//! Execution controller and register access surface.
//!
//! A [`Cpu`] owns one engine and the [`MemoryBridge`] registered as that
//! engine's only callback object. `run` and `step` hold the engine for their
//! whole duration; `halt` only touches the running slot and the
//! [`HaltSignal`], so it can be issued from another thread while `run` is
//! blocked.

use std::sync::atomic::{AtomicU64, Ordering};
use std::sync::Arc;

use parking_lot::Mutex;

use crate::{
    CpuError, Engine, EngineConfig, EngineInit, EngineParts, GeneralRegister, HaltReason,
    HaltSignal, MemoryBackend, MemoryBridge,
};

/// Result of one `run` or `step` call.
#[derive(Debug, Clone, Copy, PartialEq, Eq, Hash)]
#[cfg_attr(feature = "serde", derive(serde::Deserialize, serde::Serialize))]
pub struct RunOutcome {
    /// Engine program counter after it stopped.
    pub pc: u64,
    /// Stop condition reported by the engine.
    pub reason: HaltReason,
}

/// Value of the running slot while no `run`/`step` is in progress.
const IDLE: u64 = 0;

/// Best-effort stop request for a running [`Cpu`], usable from any thread.
#[derive(Debug, Clone)]
pub struct HaltHandle {
    // Epoch of the in-progress run, or `IDLE`.
    running: Arc<AtomicU64>,
    signal: HaltSignal,
}

impl HaltHandle {
    /// Requests the engine to stop at its next safe point.
    ///
    /// Has no effect unless a `run` or `step` is in progress. Returns
    /// immediately; the executing thread notices the request on its own.
    /// The request is bound to the run that was in progress when it was
    /// claimed and lapses if that run ends first.
    /// Returns `true` when a request was issued.
    #[must_use]
    pub fn halt(&self) -> bool {
        let epoch = self.running.load(Ordering::Acquire);
        if epoch == IDLE {
            return false;
        }
        if self
            .running
            .compare_exchange(epoch, IDLE, Ordering::AcqRel, Ordering::Acquire)
            .is_err()
        {
            return false;
        }
        self.signal.raise_for(epoch);
        log::debug!("halt requested for run {epoch}");
        true
    }

    /// Returns `true` while a `run` or `step` is in progress and not halted.
    #[must_use]
    pub fn is_running(&self) -> bool {
        self.running.load(Ordering::Acquire) != IDLE
    }
}

/// Marks a run in progress and returns the handle to idle when dropped,
/// including when the engine unwinds.
struct RunGuard<'a> {
    control: &'a HaltHandle,
}

impl<'a> RunGuard<'a> {
    fn start(control: &'a HaltHandle) -> Self {
        let epoch = control.signal.arm();
        control.running.store(epoch, Ordering::Release);
        Self { control }
    }
}

impl Drop for RunGuard<'_> {
    fn drop(&mut self) {
        self.control.running.store(IDLE, Ordering::Release);
        self.control.signal.clear();
    }
}

/// One engine instance bound to one external address space.
pub struct Cpu<B: MemoryBackend + ?Sized + 'static> {
    engine: Mutex<Box<dyn Engine>>,
    bridge: MemoryBridge<B>,
    control: HaltHandle,
}

impl<B: MemoryBackend + ?Sized + 'static> std::fmt::Debug for Cpu<B> {
    fn fmt(&self, f: &mut std::fmt::Formatter<'_>) -> std::fmt::Result {
        f.debug_struct("Cpu")
            .field("bridge", &self.bridge)
            .field("running", &self.control.is_running())
            .finish_non_exhaustive()
    }
}

impl<B: MemoryBackend + ?Sized + 'static> Cpu<B> {
    /// Builds the bridge over `backend` and an engine using it as its only
    /// callback object.
    ///
    /// # Errors
    ///
    /// Returns [`CpuError::EngineConstruction`] when `init` fails. Nothing is
    /// left allocated in that case.
    pub fn new(backend: Arc<B>, init: EngineInit, config: EngineConfig) -> Result<Self, CpuError> {
        let bridge = MemoryBridge::new(backend);
        let signal = HaltSignal::new();
        let engine = init(EngineParts {
            callbacks: Box::new(bridge.clone()),
            halt: signal.clone(),
            config,
        })?;
        log::debug!("cpu instance created ({config:?})");

        Ok(Self {
            engine: Mutex::new(engine),
            bridge,
            control: HaltHandle {
                running: Arc::new(AtomicU64::new(IDLE)),
                signal,
            },
        })
    }

    /// Runs until the engine's own stop condition is met.
    ///
    /// Blocks for as long as the engine executes; a concurrent [`Self::halt`]
    /// is the only external way to end it early.
    pub fn run(&self) -> RunOutcome {
        self.execute(|engine| engine.run())
    }

    /// Executes exactly one instruction.
    pub fn step(&self) -> RunOutcome {
        self.execute(|engine| engine.step())
    }

    fn execute(&self, op: impl FnOnce(&mut dyn Engine) -> HaltReason) -> RunOutcome {
        let mut engine = self.engine.lock();
        let guard = RunGuard::start(&self.control);
        let reason = op(engine.as_mut());
        drop(guard);
        let pc = engine.pc();
        drop(engine);

        log::trace!("engine stopped at pc={pc:#x}: {reason:?}");
        RunOutcome { pc, reason }
    }

    /// Requests a stop of an in-progress `run`/`step`; no-op otherwise.
    pub fn halt(&self) {
        let _ = self.control.halt();
    }

    /// Returns a handle that can halt this CPU without borrowing it.
    #[must_use]
    pub fn halt_handle(&self) -> HaltHandle {
        self.control.clone()
    }

    /// Returns `true` while a `run` or `step` is in progress and not halted.
    #[must_use]
    pub fn is_running(&self) -> bool {
        self.control.is_running()
    }

    /// Reads `X{index}`; indices outside `0..=30` read as zero.
    #[must_use]
    pub fn register(&self, index: u32) -> u64 {
        GeneralRegister::from_index(index).map_or(0, |reg| self.gpr(reg))
    }

    /// Writes `X{index}`; indices outside `0..=30` are ignored.
    pub fn set_register(&self, index: u32, value: u64) {
        if let Some(reg) = GeneralRegister::from_index(index) {
            self.set_gpr(reg, value);
        } else {
            log::trace!("ignoring write to invalid register index {index}");
        }
    }

    /// Reads a general-purpose register.
    #[must_use]
    pub fn gpr(&self, reg: GeneralRegister) -> u64 {
        self.engine.lock().register(reg)
    }

    /// Writes a general-purpose register.
    pub fn set_gpr(&self, reg: GeneralRegister, value: u64) {
        self.engine.lock().set_register(reg, value);
    }

    /// Reads the stack pointer.
    #[must_use]
    pub fn sp(&self) -> u64 {
        self.engine.lock().sp()
    }

    /// Writes the stack pointer.
    pub fn set_sp(&self, value: u64) {
        self.engine.lock().set_sp(value);
    }

    /// Reads the program counter.
    #[must_use]
    pub fn pc(&self) -> u64 {
        self.engine.lock().pc()
    }

    /// Writes the program counter.
    pub fn set_pc(&self, value: u64) {
        self.engine.lock().set_pc(value);
    }

    /// Writes 32 bits straight to the backend, bypassing the engine.
    pub fn write_u32(&self, vaddr: u64, value: u32) {
        self.bridge.backend().write_u32(vaddr, value);
    }

    /// Exclusive-monitor reservation placeholder; has no effect.
    #[allow(clippy::unused_self)]
    pub fn mark_exclusive(&self, vaddr: u64, size: u32) {
        log::trace!("ignoring exclusive mark of {size} byte(s) at {vaddr:#x}");
    }

    /// Clears the engine's local exclusive monitor.
    pub fn clear_exclusive(&self) {
        self.engine.lock().clear_exclusive_state();
    }

    /// Backend shared with the engine's callback object.
    #[must_use]
    pub fn backend(&self) -> &B {
        self.bridge.backend()
    }
}

impl<B: MemoryBackend + ?Sized + 'static> Drop for Cpu<B> {
    fn drop(&mut self) {
        log::debug!("cpu instance destroyed");
    }
}
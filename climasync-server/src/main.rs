use std::sync::Arc;

use climasync_server::configs::Settings;
use climasync_server::run;

#[tokio::main]
async fn main() -> anyhow::Result<()> {
    let settings = Arc::new(Settings::new()?);

    tracing_subscriber::fmt()
        .with_env_filter(tracing_subscriber::EnvFilter::try_from_default_env().unwrap_or_else(|_| {
            let app_name = env!("CARGO_PKG_NAME").replace('-', "_");
            let level = settings.logger.level.as_str();

            format!("{app_name}={level},tower_http={level}").into()
        }))
        .init();

    run(&settings).await
}
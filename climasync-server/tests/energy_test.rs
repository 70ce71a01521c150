use axum::http::StatusCode;
use serde_json::json;
use time::Duration;
use time::macros::datetime;

mod common;
use common::mock_app::MockApp;

#[tokio::test]
async fn test_energy_report() {
    let app = MockApp::new();

    let (status, body) = app
        .post("/update-power", json!({ "device": "heater", "power": 100.0 }))
        .await;
    assert_eq!(status, StatusCode::OK);
    assert_eq!(body, json!({ "success": true, "device": "heater", "power": 100.0 }));

    app.post("/floor2/heater", json!({ "state": "ON" })).await;
    app.clock.advance(Duration::hours(1));

    let (status, report) = app.get("/energy-report").await;
    assert_eq!(status, StatusCode::OK);

    let heater = &report["floors"]["floor2"]["daily"]["devices"]["heater"];
    assert_eq!(heater["runtime_seconds"], json!(3600));
    assert_eq!(heater["power_w"], json!(100.0));
    assert_eq!(heater["energy_kwh"], json!(0.1));
    assert_eq!(heater["cost"], json!(250));

    assert_eq!(report["price_per_kwh"], json!(2500.0));
    assert_eq!(report["currency"], json!("VND"));
    assert_eq!(report["total"]["daily"]["cost"], json!(250));
    assert_eq!(report["total"]["monthly"]["cost"], json!(7500));
    assert_eq!(report["total"]["monthly"]["cost_formatted"], json!("7.500 VND"));
}

#[tokio::test]
async fn test_update_price_applies_to_report() {
    let app = MockApp::new();

    let (status, body) = app.post("/update-price", json!({ "price": 3000.0 })).await;
    assert_eq!(status, StatusCode::OK);
    assert_eq!(body["price"], json!(3000.0));

    let (_, report) = app.get("/energy-report").await;
    assert_eq!(report["price_per_kwh"], json!(3000.0));
}

#[tokio::test]
async fn test_tariff_updates_accept_numeric_text() {
    let app = MockApp::new();

    let (status, body) = app.post("/update-price", json!({ "price": "3000" })).await;
    assert_eq!(status, StatusCode::OK);
    assert_eq!(body["price"], json!(3000.0));

    let (status, body) = app
        .post("/update-power", json!({ "device": "heater", "power": " 120 " }))
        .await;
    assert_eq!(status, StatusCode::OK);
    assert_eq!(body["power"], json!(120.0));

    let (status, _) = app.post("/update-price", json!({ "price": "cheap" })).await;
    assert!(status.is_client_error());

    let (_, report) = app.get("/energy-report").await;
    assert_eq!(report["price_per_kwh"], json!(3000.0));
    assert_eq!(report["device_power"]["heater"], json!(120.0));
}

#[tokio::test]
async fn test_invalid_tariff_updates_are_rejected() {
    let app = MockApp::new();

    let (status, body) = app.post("/update-price", json!({ "price": 0.0 })).await;
    assert_eq!(status, StatusCode::BAD_REQUEST);
    assert_eq!(body["error"]["code"], json!(400));

    let (status, _) = app
        .post("/update-power", json!({ "device": "fan", "power": -5.0 }))
        .await;
    assert_eq!(status, StatusCode::BAD_REQUEST);

    let (status, _) = app
        .post("/update-power", json!({ "device": "pump", "power": 5.0 }))
        .await;
    assert_eq!(status, StatusCode::BAD_REQUEST);

    let (_, report) = app.get("/energy-report").await;
    assert_eq!(report["price_per_kwh"], json!(2500.0));
    assert_eq!(report["device_power"]["fan"], json!(50.0));
}

#[tokio::test]
async fn test_report_resets_after_midnight() {
    let app = MockApp::new();
    app.post("/floor1/heater", json!({ "state": "ON" })).await;
    app.clock.advance(Duration::hours(3));

    let (_, report) = app.get("/energy-report").await;
    assert_eq!(report["floors"]["floor1"]["daily"]["devices"]["heater"]["runtime_seconds"], json!(10_800));

    app.clock.set(datetime!(2026-03-03 00:05 UTC));
    let (_, report) = app.get("/energy-report").await;

    assert_eq!(report["date"], json!("2026-03-03"));
    assert_eq!(report["total"]["daily"]["cost"], json!(0));

    let (_, commands) = app.get("/commands").await;
    assert_eq!(commands["floor1"]["heater"], json!("OFF"));
}
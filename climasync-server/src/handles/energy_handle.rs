use std::sync::Arc;

use axum::extract::State;
use axum::routing::{get, post};
use axum::{Json, Router};
use climasync_api::models::*;

use crate::errors::ApiError;
use crate::handles::parse_device;
use crate::services::HubService;

#[derive(Clone)]
pub struct EnergyState {
    pub hub: Arc<HubService>,
}

pub fn energy_router(energy_state: EnergyState) -> Router {
    Router::new()
        .route("/energy-report", get(get_energy_report))
        .route("/update-power", post(update_power))
        .route("/update-price", post(update_price))
        .with_state(energy_state)
}

#[utoipa::path(
    get,
    path = "/energy-report",
    tag = "energy",
    responses(
        (status = 200, description = "Today's consumption and the 30 day projection", body = EnergyReport)
    )
)]
pub async fn get_energy_report(State(state): State<EnergyState>) -> Json<EnergyReport> {
    let now = state.hub.now();

    Json(state.hub.energy_report(now))
}

#[utoipa::path(
    post,
    path = "/update-power",
    tag = "energy",
    request_body = UpdatePowerRequest,
    responses(
        (status = 200, description = "Rated power updated", body = UpdatePowerResponse),
        (status = 400, description = "Unknown device or non-positive power")
    )
)]
pub async fn update_power(
    State(state): State<EnergyState>,
    Json(body): Json<UpdatePowerRequest>,
) -> Result<Json<UpdatePowerResponse>, ApiError> {
    let kind = parse_device(body.device)?;

    state.hub.set_device_power(kind, body.power)?;

    Ok(Json(UpdatePowerResponse {
        success: true,
        device: kind,
        power: body.power,
    }))
}

#[utoipa::path(
    post,
    path = "/update-price",
    tag = "energy",
    request_body = UpdatePriceRequest,
    responses(
        (status = 200, description = "Tariff updated", body = UpdatePriceResponse),
        (status = 400, description = "Non-positive price")
    )
)]
pub async fn update_price(
    State(state): State<EnergyState>,
    Json(body): Json<UpdatePriceRequest>,
) -> Result<Json<UpdatePriceResponse>, ApiError> {
    state.hub.set_tariff(body.price)?;

    Ok(Json(UpdatePriceResponse {
        success: true,
        price: body.price,
    }))
}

= = =

### EXERCISE BRIEF
What number of lines in the listing contain the word "EngineConfig"? Supply the number with no accompanying text.

### RESULT BELOW
2